§ Input records
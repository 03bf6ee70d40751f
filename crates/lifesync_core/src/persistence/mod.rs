//! Durable storage for the application state.
//!
//! # Responsibility
//! - Define the storage slot contract and its backends.
//! - Own the load/repair and save cycle of the state document.
//!
//! # Invariants
//! - Storage failures never crash the in-memory session.

pub mod gateway;
pub mod memory;
pub mod slot;
pub mod sqlite;

pub use gateway::{LoadOutcome, LoadSource, PersistError, PersistenceGateway, DEFAULT_STORAGE_KEY};
pub use memory::MemorySlot;
pub use slot::{SlotError, SlotResult, StorageSlot};
pub use sqlite::SqliteSlot;
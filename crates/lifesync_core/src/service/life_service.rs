//! Session service: entity store plus persistence gateway.
//!
//! # Responsibility
//! - Expose the operation surface used by UI/FFI/CLI callers.
//! - Pair every state change with a save attempt before returning.
//!
//! # Invariants
//! - Callers never observe a mutated state that has not been offered to the
//!   gateway.
//! - Save failures are kept as a warning (`last_save_error`) and never undo
//!   the in-memory mutation.
//! - Not-found updates/deletes are no-ops reported as `false`.
//! - A failed import leaves the state untouched.

use crate::clock::{default_clock, Clock};
use crate::codec::{self, CodecError};
use crate::id::{default_id_generator, IdGenerator};
use crate::model::note::{Note, NoteDraft, NotePatch};
use crate::model::state::AppState;
use crate::model::task::{CompletionState, Task, TaskDraft, TaskPatch};
use crate::model::transaction::{Transaction, TransactionDraft};
use crate::model::EntityId;
use crate::persistence::{
    LoadOutcome, LoadSource, PersistError, PersistenceGateway, StorageSlot,
};
use crate::query::{self, DayProgress, FinanceSummary};
use crate::schema::RepairReport;
use crate::store::{EntityStore, StoreError, StoreResult};
use chrono::NaiveDate;
use log::{debug, info, warn};

/// Use-case service over one storage slot.
pub struct LifeService<S: StorageSlot> {
    store: EntityStore,
    gateway: PersistenceGateway<S>,
    last_load: LoadOutcomeSummary,
    last_save_error: Option<PersistError>,
}

/// Load metadata kept after startup (the state itself moves into the store).
#[derive(Debug, Clone, PartialEq)]
pub struct LoadOutcomeSummary {
    pub source: LoadSource,
    pub report: RepairReport,
}

impl<S: StorageSlot> LifeService<S> {
    /// Loads state from `gateway` with default id and clock strategies.
    pub fn open(gateway: PersistenceGateway<S>) -> Self {
        Self::open_with(gateway, default_id_generator(), default_clock())
    }

    /// Loads state from `gateway` with injected strategies.
    pub fn open_with(
        mut gateway: PersistenceGateway<S>,
        ids: Box<dyn IdGenerator + Send>,
        clock: Box<dyn Clock + Send>,
    ) -> Self {
        let LoadOutcome {
            state,
            source,
            report,
        } = gateway.load(ids.as_ref());
        let mut service = Self {
            store: EntityStore::new(state, ids, clock),
            gateway,
            last_load: LoadOutcomeSummary { source, report },
            last_save_error: None,
        };
        // Persist repairs right away so the slot holds a well-formed document.
        if !service.last_load.report.is_clean() {
            service.flush();
        }
        service
    }

    pub fn state(&self) -> &AppState {
        self.store.state()
    }

    pub fn tasks(&self) -> &[Task] {
        self.store.tasks()
    }

    pub fn transactions(&self) -> &[Transaction] {
        self.store.transactions()
    }

    pub fn notes(&self) -> &[Note] {
        self.store.notes()
    }

    pub fn store(&self) -> &EntityStore {
        &self.store
    }

    pub fn gateway(&self) -> &PersistenceGateway<S> {
        &self.gateway
    }

    pub fn last_load(&self) -> &LoadOutcomeSummary {
        &self.last_load
    }

    /// Most recent save failure, cleared by the next successful save.
    pub fn last_save_error(&self) -> Option<&PersistError> {
        self.last_save_error.as_ref()
    }

    /// Current calendar day according to the service clock.
    pub fn today(&self) -> NaiveDate {
        self.store.clock().today()
    }

    pub fn add_task(&mut self, draft: TaskDraft) -> EntityId {
        let id = self.store.add_task(draft);
        debug!("event=task_add module=service status=ok id={id}");
        self.flush();
        id
    }

    pub fn update_task(&mut self, id: &str, patch: TaskPatch) -> bool {
        let result = self.store.update_task(id, patch);
        self.finish("task_update", id, result)
    }

    pub fn delete_task(&mut self, id: &str) -> bool {
        let removed = self.store.delete_task(id);
        self.finish_delete("task_delete", id, removed)
    }

    /// Toggles completion as seen on the clock's current day.
    pub fn toggle_task_completion(&mut self, id: &str) -> Option<CompletionState> {
        let today = self.today();
        self.toggle_task_completion_on(id, today)
    }

    /// Toggles completion as seen on `today`.
    pub fn toggle_task_completion_on(
        &mut self,
        id: &str,
        today: NaiveDate,
    ) -> Option<CompletionState> {
        match self.store.toggle_task_completion(id, today) {
            Ok(state) => {
                debug!("event=task_toggle module=service status=ok id={id} today={today}");
                self.flush();
                Some(state)
            }
            Err(err) => {
                debug!("event=task_toggle module=service status=noop error={err}");
                None
            }
        }
    }

    /// Records a transaction; `None` when the amount is not finite.
    pub fn add_transaction(&mut self, draft: TransactionDraft) -> Option<EntityId> {
        match self.store.add_transaction(draft) {
            Ok(id) => {
                debug!("event=transaction_add module=service status=ok id={id}");
                self.flush();
                Some(id)
            }
            Err(err) => {
                warn!("event=transaction_add module=service status=rejected error={err}");
                None
            }
        }
    }

    pub fn delete_transaction(&mut self, id: &str) -> bool {
        let removed = self.store.delete_transaction(id);
        self.finish_delete("transaction_delete", id, removed)
    }

    pub fn add_note(&mut self, draft: NoteDraft) -> EntityId {
        let id = self.store.add_note(draft);
        debug!("event=note_add module=service status=ok id={id}");
        self.flush();
        id
    }

    pub fn update_note(&mut self, id: &str, patch: NotePatch) -> bool {
        let result = self.store.update_note(id, patch);
        self.finish("note_update", id, result)
    }

    pub fn delete_note(&mut self, id: &str) -> bool {
        let removed = self.store.delete_note(id);
        self.finish_delete("note_delete", id, removed)
    }

    /// Clears every collection. Destructive; callers confirm beforehand.
    pub fn reset_all(&mut self) {
        let entities = self.store.state().len();
        self.store.reset_all();
        info!("event=state_reset module=service status=ok removed_entities={entities}");
        self.flush();
    }

    /// Pretty JSON backup of the full state.
    pub fn export_snapshot(&self) -> Result<String, CodecError> {
        codec::export_snapshot(self.store.state())
    }

    /// Replaces the full state from a backup document.
    ///
    /// Returns `false` (state unchanged) when the text is not a JSON object.
    pub fn import_snapshot(&mut self, text: &str) -> bool {
        let imported = match codec::import_snapshot(text, self.store.ids()) {
            Ok(imported) => imported,
            Err(err) => {
                warn!(
                    "event=snapshot_import module=service status=rejected bytes={} error={}",
                    text.len(),
                    err
                );
                return false;
            }
        };

        if let Err(err) = self.gateway.backup_current("before_import") {
            warn!("event=snapshot_import module=service status=backup_failed error={err}");
        }
        let report = imported.report;
        self.store.replace_state(imported.state);
        info!(
            "event=snapshot_import module=service status=ok entities={} dropped_records={} corrected_weekly={} regenerated_ids={}",
            self.store.state().len(),
            report.dropped_records,
            report.corrected_weekly_completions,
            report.regenerated_ids
        );
        self.flush();
        true
    }

    /// Tasks applying to `day`, open first, then by priority.
    pub fn agenda(&self, day: NaiveDate) -> Vec<&Task> {
        query::agenda_for(self.store.tasks(), day)
    }

    pub fn day_progress(&self, day: NaiveDate) -> DayProgress {
        query::day_progress(self.store.tasks(), day)
    }

    /// Notes in display order (pinned, then most recently updated).
    pub fn notes_for_display(&self) -> Vec<&Note> {
        query::notes_for_display(self.store.notes())
    }

    pub fn finance_summary(&self) -> FinanceSummary {
        query::finance_summary(self.store.transactions())
    }

    /// Writes the current state again, e.g. after a storage failure cleared.
    ///
    /// Returns whether the save succeeded.
    pub fn flush(&mut self) -> bool {
        match self.gateway.save(self.store.state()) {
            Ok(()) => {
                self.last_save_error = None;
                true
            }
            Err(err) => {
                warn!("event=state_flush module=service status=degraded error={err}");
                self.last_save_error = Some(err);
                false
            }
        }
    }

    fn finish(&mut self, event: &'static str, id: &str, result: StoreResult<()>) -> bool {
        match result {
            Ok(()) => {
                debug!("event={event} module=service status=ok id={id}");
                self.flush();
                true
            }
            Err(StoreError::NotFound { .. }) => {
                debug!("event={event} module=service status=noop reason=not_found id={id}");
                false
            }
            Err(err) => {
                warn!("event={event} module=service status=rejected id={id} error={err}");
                false
            }
        }
    }

    fn finish_delete(&mut self, event: &'static str, id: &str, removed: bool) -> bool {
        if removed {
            debug!("event={event} module=service status=ok id={id}");
            self.flush();
        } else {
            debug!("event={event} module=service status=noop reason=not_found id={id}");
        }
        removed
    }
}
//! Whole-application state document.

use super::note::Note;
use super::task::Task;
use super::transaction::Transaction;
use super::ExtraFields;
use serde::{Deserialize, Serialize};

/// The three entity collections plus any unrecognized top-level fields.
///
/// This is both the durable slot document and the backup file shape.
#[derive(Debug, Clone, Default, PartialEq, Serialize, Deserialize)]
pub struct AppState {
    #[serde(default)]
    pub tasks: Vec<Task>,
    #[serde(default)]
    pub transactions: Vec<Transaction>,
    #[serde(default)]
    pub notes: Vec<Note>,
    #[serde(flatten)]
    pub extra: ExtraFields,
}

impl AppState {
    pub fn is_empty(&self) -> bool {
        self.tasks.is_empty() && self.transactions.is_empty() && self.notes.is_empty()
    }

    /// Total number of entities across collections.
    pub fn len(&self) -> usize {
        self.tasks.len() + self.transactions.len() + self.notes.len()
    }
}
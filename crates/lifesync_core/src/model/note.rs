//! Free-form note model.

use super::{EntityId, ExtraFields};
use serde::{Deserialize, Serialize};

/// Input for creating a note.
#[derive(Debug, Clone, Default, PartialEq, Eq)]
pub struct NoteDraft {
    pub title: String,
    pub content: String,
    pub is_pinned: bool,
}

impl NoteDraft {
    pub fn new(title: impl Into<String>, content: impl Into<String>) -> Self {
        Self {
            title: title.into(),
            content: content.into(),
            is_pinned: false,
        }
    }

    pub fn pinned(mut self, is_pinned: bool) -> Self {
        self.is_pinned = is_pinned;
        self
    }
}

/// Partial update for a note. `updatedAt` is refreshed even when empty.
#[derive(Debug, Clone, Default, PartialEq, Eq)]
pub struct NotePatch {
    pub title: Option<String>,
    pub content: Option<String>,
    pub is_pinned: Option<bool>,
}

/// Canonical note record.
#[derive(Debug, Clone, PartialEq, Eq, Serialize, Deserialize)]
#[serde(rename_all = "camelCase")]
pub struct Note {
    pub id: EntityId,
    #[serde(default)]
    pub title: String,
    #[serde(default)]
    pub content: String,
    #[serde(default)]
    pub is_pinned: bool,
    /// Unix epoch milliseconds of the latest mutation.
    #[serde(default)]
    pub updated_at: i64,
    #[serde(flatten)]
    pub extra: ExtraFields,
}

impl Note {
    pub fn new(id: EntityId, draft: NoteDraft, updated_at: i64) -> Self {
        Self {
            id,
            title: draft.title,
            content: draft.content,
            is_pinned: draft.is_pinned,
            updated_at,
            extra: ExtraFields::new(),
        }
    }

    /// Merges the patch and stamps `updated_at` unconditionally.
    pub fn apply_patch(&mut self, patch: NotePatch, updated_at: i64) {
        if let Some(title) = patch.title {
            self.title = title;
        }
        if let Some(content) = patch.content {
            self.content = content;
        }
        if let Some(is_pinned) = patch.is_pinned {
            self.is_pinned = is_pinned;
        }
        self.updated_at = updated_at;
    }
}
//! Domain model for tasks, ledger transactions and notes.
//!
//! # Responsibility
//! - Define canonical data structures owned by the entity store.
//! - Keep the wire shape (camelCase JSON) stable across storage and backups.
//!
//! # Invariants
//! - Every entity is identified by an opaque, unique `EntityId`.
//! - Deletion is a hard removal; there are no tombstones.
//! - Unrecognized fields are carried in `extra` and written back unchanged.

pub mod note;
pub mod state;
pub mod task;
pub mod transaction;

/// Opaque identifier shared by every entity kind.
pub type EntityId = String;

/// Unrecognized JSON fields preserved through save/load cycles.
pub type ExtraFields = serde_json::Map<String, serde_json::Value>;

/// Serde helper for optional calendar dates where `""` means absent.
pub(crate) mod optional_date {
    use chrono::NaiveDate;
    use serde::{Deserialize, Deserializer, Serializer};

    pub fn serialize<S>(value: &Option<NaiveDate>, serializer: S) -> Result<S::Ok, S::Error>
    where
        S: Serializer,
    {
        match value {
            Some(date) => serializer.serialize_str(&date.format("%Y-%m-%d").to_string()),
            None => serializer.serialize_none(),
        }
    }

    pub fn deserialize<'de, D>(deserializer: D) -> Result<Option<NaiveDate>, D::Error>
    where
        D: Deserializer<'de>,
    {
        let raw = Option::<String>::deserialize(deserializer)?;
        match raw.as_deref().map(str::trim) {
            None | Some("") => Ok(None),
            Some(text) => NaiveDate::parse_from_str(text, "%Y-%m-%d")
                .map(Some)
                .map_err(serde::de::Error::custom),
        }
    }
}
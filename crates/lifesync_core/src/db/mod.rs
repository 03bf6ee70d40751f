//! SQLite file behind `SqliteSlot`.
//!
//! # Responsibility
//! - Open the slot database and keep its two tables (`storage_slots`,
//!   `slot_backups`) at the schema this build understands.
//!
//! # Invariants
//! - The slot schema version lives in `PRAGMA user_version`.
//! - `SqliteSlot` never sees a connection whose migrations did not finish.
//! - A slot file written by a newer build is refused, never downgraded.

use std::error::Error;
use std::fmt::{Display, Formatter};
use std::path::PathBuf;

pub mod migrations;
mod open;

pub use open::{open_db, open_db_in_memory};

pub type DbResult<T> = Result<T, DbError>;

/// Failures while opening or migrating the slot database.
#[derive(Debug)]
pub enum DbError {
    /// The directory meant to hold the slot file could not be created.
    CreateDir {
        path: PathBuf,
        source: std::io::Error,
    },
    /// A slot-store migration step failed and was rolled back.
    Migration {
        version: u32,
        name: &'static str,
        source: rusqlite::Error,
    },
    /// The slot file was written by a build with a newer slot schema.
    UnsupportedSchemaVersion {
        db_version: u32,
        latest_supported: u32,
    },
    Sqlite(rusqlite::Error),
}

impl Display for DbError {
    fn fmt(&self, f: &mut Formatter<'_>) -> std::fmt::Result {
        match self {
            Self::CreateDir { path, source } => write!(
                f,
                "cannot create slot directory `{}`: {source}",
                path.display()
            ),
            Self::Migration {
                version,
                name,
                source,
            } => write!(f, "slot store migration {version} ({name}) failed: {source}"),
            Self::UnsupportedSchemaVersion {
                db_version,
                latest_supported,
            } => write!(
                f,
                "slot store schema version {db_version} comes from a newer build; this build reads up to {latest_supported}"
            ),
            Self::Sqlite(err) => write!(f, "slot store: {err}"),
        }
    }
}

impl Error for DbError {
    fn source(&self) -> Option<&(dyn Error + 'static)> {
        match self {
            Self::CreateDir { source, .. } => Some(source),
            Self::Migration { source, .. } => Some(source),
            Self::UnsupportedSchemaVersion { .. } => None,
            Self::Sqlite(err) => Some(err),
        }
    }
}

impl From<rusqlite::Error> for DbError {
    fn from(value: rusqlite::Error) -> Self {
        Self::Sqlite(value)
    }
}
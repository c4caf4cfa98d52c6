#![warn(
    clippy::unwrap_used,
    clippy::cast_lossless,
    clippy::unimplemented,
    clippy::indexing_slicing,
    clippy::expect_used
)]
//! Geometry shared by the tile streaming crates: planes, boxes, rays and
//! the six-plane culling volume used to decide tile visibility.

mod bounding_volume;
mod culling_volume;
mod geometry;
mod math;
mod perspective_frustum;

pub use bounding_volume::*;
pub use culling_volume::*;
pub use geometry::*;
pub use math::*;
pub use perspective_frustum::*;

§ The task
The response should be the listing above, limited to the lines between the one holding "repository c4caf4cfa98d52c6" and the one holding "pub use bounding_volume::*;", inclusive, reproduced exactly.

§ Response for this exercise
repository c4caf4cfa98d52c6
#![warn(
    clippy::unwrap_used,
    clippy::cast_lossless,
    clippy::unimplemented,
    clippy::indexing_slicing,
    clippy::expect_used
)]
//! Geometry shared by the tile streaming crates: planes, boxes, rays and
//! the six-plane culling volume used to decide tile visibility.

mod bounding_volume;
mod culling_volume;
mod geometry;
mod math;
mod perspective_frustum;

pub use bounding_volume::*;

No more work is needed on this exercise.